# LISTED RECORDS:

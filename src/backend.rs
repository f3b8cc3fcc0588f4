// src/backend.rs - Reference tracking backend
use crate::aspects::AspectRegistry;
use crate::config::HandTrackingConfig;
use crate::error::HandResult;
use crate::events::HandUpdatedSignal;
use crate::hand::Hand;
use crate::joints::HandJointPoses;
use crate::pose::Pose;
use crate::skeleton;
use crate::snapshot::HandDataSnapshot;
use crate::space::TrackingToWorldTransformer;
use crate::types::{HandFinger, HandJointId, Handedness};
use nalgebra::Vector3;
use std::any::{Any, TypeId};
use std::cell::{Cell, RefCell};
use std::rc::Rc;
use uuid::Uuid;

/// Published snapshot plus everything derived from it, swapped as one unit.
#[derive(Debug)]
struct HandFrame {
    snapshot: HandDataSnapshot,
    joints_local: HandJointPoses,
    joints_from_wrist: HandJointPoses,
    palm_local: Option<Pose>,
}

impl HandFrame {
    fn build(snapshot: HandDataSnapshot, palm_offset: &Vector3<f32>) -> HandResult<Self> {
        let joints_local = if snapshot.joints_local.is_empty() {
            HandJointPoses::empty()
        } else {
            HandJointPoses::from_vec(snapshot.joints_local.clone())?
        };
        let joints_from_wrist = skeleton::poses_from_wrist(&joints_local);
        let palm_local = skeleton::palm_pose(&joints_from_wrist, palm_offset);

        Ok(Self {
            snapshot,
            joints_local,
            joints_from_wrist,
            palm_local,
        })
    }

    fn is_tracked(&self) -> bool {
        self.snapshot.is_connected && self.snapshot.is_data_valid
    }
}

/// A hand whose state is pushed in by a tracking source once per frame.
///
/// Publishing goes through `&self` so update listeners holding the hand can
/// query it from inside their callback. Each publish replaces the whole
/// frame before the version moves and before listeners run, so no reader
/// ever sees half of one frame and half of another.
pub struct TrackedHand {
    session_id: Uuid,
    handedness: Handedness,
    palm_offset: Vector3<f32>,
    frame: RefCell<Rc<HandFrame>>,
    version: Cell<u64>,
    tracking_space: Rc<dyn TrackingToWorldTransformer>,
    aspects: RefCell<AspectRegistry>,
    updated: HandUpdatedSignal,
}

impl TrackedHand {
    pub fn new(
        handedness: Handedness,
        tracking_space: Rc<dyn TrackingToWorldTransformer>,
        config: &HandTrackingConfig,
    ) -> Self {
        let mut palm_offset = config.palm_offset();
        if handedness == Handedness::Left {
            palm_offset.x = -palm_offset.x;
        }

        let empty = HandFrame {
            snapshot: HandDataSnapshot::disconnected(),
            joints_local: HandJointPoses::empty(),
            joints_from_wrist: HandJointPoses::empty(),
            palm_local: None,
        };

        let session_id = Uuid::new_v4();
        tracing::debug!("Created {} hand, session {}", handedness, session_id);

        Self {
            session_id,
            handedness,
            palm_offset,
            frame: RefCell::new(Rc::new(empty)),
            version: Cell::new(0),
            tracking_space,
            aspects: RefCell::new(AspectRegistry::new()),
            updated: HandUpdatedSignal::new(),
        }
    }

    pub fn session_id(&self) -> Uuid {
        self.session_id
    }

    /// The snapshot currently visible to queries.
    pub fn snapshot(&self) -> HandDataSnapshot {
        self.frame().snapshot.clone()
    }

    /// Publishes a new frame. Returns `Ok(false)` when nothing observable
    /// changed, in which case the version stays put and nobody is notified.
    /// An invalid snapshot is rejected and the current frame kept.
    pub fn publish(&self, mut snapshot: HandDataSnapshot) -> HandResult<bool> {
        if let Err(e) = snapshot.validate() {
            tracing::warn!("Rejected {} hand snapshot: {}", self.handedness, e);
            return Err(e);
        }
        snapshot.normalize();

        if self.frame().snapshot == snapshot {
            tracing::trace!("{} hand snapshot unchanged", self.handedness);
            return Ok(false);
        }

        let frame = HandFrame::build(snapshot, &self.palm_offset)?;
        *self.frame.borrow_mut() = Rc::new(frame);

        let version = self.version.get() + 1;
        self.version.set(version);
        tracing::trace!("{} hand published version {}", self.handedness, version);

        let fired = self.updated.notify();
        tracing::trace!("Notified {} hand update listeners", fired);
        Ok(true)
    }

    /// Publishes a disconnected frame, keeping the head pose.
    pub fn disconnect(&self) -> HandResult<bool> {
        let current = self.frame();
        let snapshot = HandDataSnapshot {
            is_dominant_hand: current.snapshot.is_dominant_hand,
            hand_scale: current.snapshot.hand_scale,
            center_eye: current.snapshot.center_eye,
            ..HandDataSnapshot::disconnected()
        };
        self.publish(snapshot)
    }

    pub fn register_aspect<T: Any>(&self, aspect: Rc<T>) {
        self.aspects.borrow_mut().register(aspect);
    }

    pub fn remove_aspect<T: Any>(&self) -> Option<Rc<T>> {
        self.aspects.borrow_mut().remove::<T>()
    }

    fn frame(&self) -> Rc<HandFrame> {
        Rc::clone(&self.frame.borrow())
    }

    fn to_world(&self, pose: &Pose) -> Pose {
        self.tracking_space.to_world_pose(pose)
    }
}

impl Hand for TrackedHand {
    fn handedness(&self) -> Handedness {
        self.handedness
    }

    fn is_connected(&self) -> bool {
        self.frame().snapshot.is_connected
    }

    fn is_tracked_data_valid(&self) -> bool {
        self.frame().is_tracked()
    }

    fn is_high_confidence(&self) -> bool {
        let frame = self.frame();
        frame.is_tracked() && frame.snapshot.is_high_confidence
    }

    fn is_dominant_hand(&self) -> bool {
        self.frame().snapshot.is_dominant_hand
    }

    fn scale(&self) -> f32 {
        self.frame().snapshot.hand_scale
    }

    fn current_data_version(&self) -> u64 {
        self.version.get()
    }

    fn finger_is_pinching(&self, finger: HandFinger) -> bool {
        let frame = self.frame();
        frame.is_tracked() && frame.snapshot.finger(finger).is_pinching
    }

    fn finger_pinch_strength(&self, finger: HandFinger) -> f32 {
        let frame = self.frame();
        if frame.is_tracked() {
            frame.snapshot.finger(finger).pinch_strength
        } else {
            0.0
        }
    }

    fn finger_is_high_confidence(&self, finger: HandFinger) -> bool {
        let frame = self.frame();
        frame.is_tracked() && frame.snapshot.finger(finger).is_high_confidence
    }

    fn is_pointer_pose_valid(&self) -> bool {
        let frame = self.frame();
        frame.is_tracked() && frame.snapshot.pointer.is_some()
    }

    fn pointer_pose(&self) -> Option<Pose> {
        let frame = self.frame();
        if !frame.is_tracked() {
            return None;
        }
        frame.snapshot.pointer.map(|p| self.to_world(&p))
    }

    fn joint_pose(&self, joint: HandJointId) -> Option<Pose> {
        let frame = self.frame();
        if !frame.is_tracked() {
            return None;
        }
        let root = frame.snapshot.root?;
        let from_wrist = frame.joints_from_wrist.get(joint)?;
        let tracking = root.compose(&from_wrist.with_scaled_position(frame.snapshot.hand_scale));
        Some(self.to_world(&tracking))
    }

    fn joint_poses_local(&self) -> Option<HandJointPoses> {
        let frame = self.frame();
        (frame.is_tracked() && !frame.joints_local.is_empty()).then(|| frame.joints_local.clone())
    }

    fn joint_poses_from_wrist(&self) -> Option<HandJointPoses> {
        let frame = self.frame();
        (frame.is_tracked() && !frame.joints_from_wrist.is_empty())
            .then(|| frame.joints_from_wrist.clone())
    }

    fn palm_pose_local(&self) -> Option<Pose> {
        let frame = self.frame();
        if !frame.is_tracked() {
            return None;
        }
        frame.palm_local
    }

    fn is_root_pose_valid(&self) -> bool {
        let frame = self.frame();
        frame.is_tracked() && frame.snapshot.root.is_some()
    }

    fn root_pose(&self) -> Option<Pose> {
        let frame = self.frame();
        if !frame.is_tracked() {
            return None;
        }
        frame.snapshot.root.map(|p| self.to_world(&p))
    }

    fn is_center_eye_pose_valid(&self) -> bool {
        self.frame().snapshot.center_eye.is_some()
    }

    fn center_eye_pose(&self) -> Option<Pose> {
        self.frame().snapshot.center_eye.map(|p| self.to_world(&p))
    }

    fn tracking_to_world_space(&self) -> Rc<dyn TrackingToWorldTransformer> {
        Rc::clone(&self.tracking_space)
    }

    fn find_aspect(&self, type_id: TypeId) -> Option<Rc<dyn Any>> {
        self.aspects.borrow().find(type_id)
    }

    fn when_hand_updated(&self) -> &HandUpdatedSignal {
        &self.updated
    }
}

impl std::fmt::Debug for TrackedHand {
    fn fmt(&self, f: &mut std::fmt::Formatter<'_>) -> std::fmt::Result {
        f.debug_struct("TrackedHand")
            .field("session_id", &self.session_id)
            .field("handedness", &self.handedness)
            .field("version", &self.version.get())
            .finish()
    }
}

# EXERCISE DETAILS:
Scan the material above for lines holding "RefCell" and copy each of them.

# EXERCISE SOLUTION:
use std::cell::{Cell, RefCell};
    frame: RefCell<Rc<HandFrame>>,
    aspects: RefCell<AspectRegistry>,
            frame: RefCell::new(Rc::new(empty)),
            aspects: RefCell::new(AspectRegistry::new()),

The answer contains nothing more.